# What this task involves
Where a line in the records holds "path", count it once; return only the final number.

# Exercise materials
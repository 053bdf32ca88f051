//! Configuration types for lanfolder-node.
//! Parsed from ~/.lanfolder/config.toml.

use lanfolder_protocol::{DEFAULT_PORT, FETCH_TIMEOUT_SECS};
use serde::{Deserialize, Serialize};
use std::net::{IpAddr, SocketAddr};
use std::path::Path;
use std::time::Duration;

#[derive(Debug, Clone, Serialize, Deserialize)]
pub struct NodeConfig {
    #[serde(default)]
    pub node: NodeSection,
    #[serde(default)]
    pub network: NetworkSection,
    #[serde(default)]
    pub sync: SyncSection,
}

#[derive(Debug, Clone, Serialize, Deserialize)]
pub struct NodeSection {
    /// Directory holding shared-folder/, old-files/ and default-files/.
    #[serde(default = "default_root")]
    pub root: String,
    #[serde(default = "default_identity_file")]
    pub identity_file: String,
}

impl Default for NodeSection {
    fn default() -> Self {
        Self {
            root: default_root(),
            identity_file: default_identity_file(),
        }
    }
}

#[derive(Debug, Clone, Serialize, Deserialize)]
pub struct NetworkSection {
    /// UDP listener and HTTP endpoint address. `[::]` binds dual-stack.
    #[serde(default = "default_listen_addr")]
    pub listen_addr: String,
    /// Port peers listen on. The protocol fixes this to the node's own port.
    #[serde(default = "default_port")]
    pub peer_port: u16,
    /// Broadcast / multicast hosts that ANNOUNCE and FILE-UPDATE go to.
    #[serde(default = "default_announce_targets")]
    pub announce_targets: Vec<String>,
}

impl Default for NetworkSection {
    fn default() -> Self {
        Self {
            listen_addr: default_listen_addr(),
            peer_port: DEFAULT_PORT,
            announce_targets: default_announce_targets(),
        }
    }
}

#[derive(Debug, Clone, Serialize, Deserialize)]
pub struct SyncSection {
    #[serde(default = "default_timeout")]
    pub fetch_timeout_secs: u64,
    #[serde(default = "default_concurrency")]
    pub max_concurrent_fetches: usize,
    /// Extra attempts per fetch after the first, with jittered backoff.
    #[serde(default)]
    pub fetch_retries: u32,
}

impl Default for SyncSection {
    fn default() -> Self {
        Self {
            fetch_timeout_secs: FETCH_TIMEOUT_SECS,
            max_concurrent_fetches: 8,
            fetch_retries: 0,
        }
    }
}

// Default value functions
fn default_root() -> String {
    "~/.lanfolder".into()
}
fn default_identity_file() -> String {
    "~/.lanfolder/uuid".into()
}
fn default_listen_addr() -> String {
    format!("[::]:{DEFAULT_PORT}")
}
fn default_port() -> u16 {
    DEFAULT_PORT
}
fn default_announce_targets() -> Vec<String> {
    vec!["255.255.255.255".into(), "ff02::1".into()]
}
fn default_timeout() -> u64 {
    FETCH_TIMEOUT_SECS
}
fn default_concurrency() -> usize {
    8
}

impl NodeConfig {
    /// Load config from file, or create default if missing.
    pub fn load_or_default(path: &Path) -> anyhow::Result<Self> {
        if path.exists() {
            let content = std::fs::read_to_string(path)?;
            let config: NodeConfig = toml::from_str(&content)?;
            Ok(config)
        } else {
            Ok(Self::default())
        }
    }

    pub fn listen_addr(&self) -> anyhow::Result<SocketAddr> {
        self.network
            .listen_addr
            .parse()
            .map_err(|e| anyhow::anyhow!("invalid listen_addr {:?}: {e}", self.network.listen_addr))
    }

    /// Announce targets resolved against `peer_port`.
    pub fn announce_targets(&self) -> anyhow::Result<Vec<SocketAddr>> {
        self.network
            .announce_targets
            .iter()
            .map(|host| {
                let ip: IpAddr = host
                    .parse()
                    .map_err(|e| anyhow::anyhow!("invalid announce target {host:?}: {e}"))?;
                Ok(SocketAddr::new(ip, self.network.peer_port))
            })
            .collect()
    }

    pub fn fetch_timeout(&self) -> Duration {
        Duration::from_secs(self.sync.fetch_timeout_secs)
    }
}

impl Default for NodeConfig {
    fn default() -> Self {
        Self {
            node: NodeSection::default(),
            network: NetworkSection::default(),
            sync: SyncSection::default(),
        }
    }
}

# Answer box
4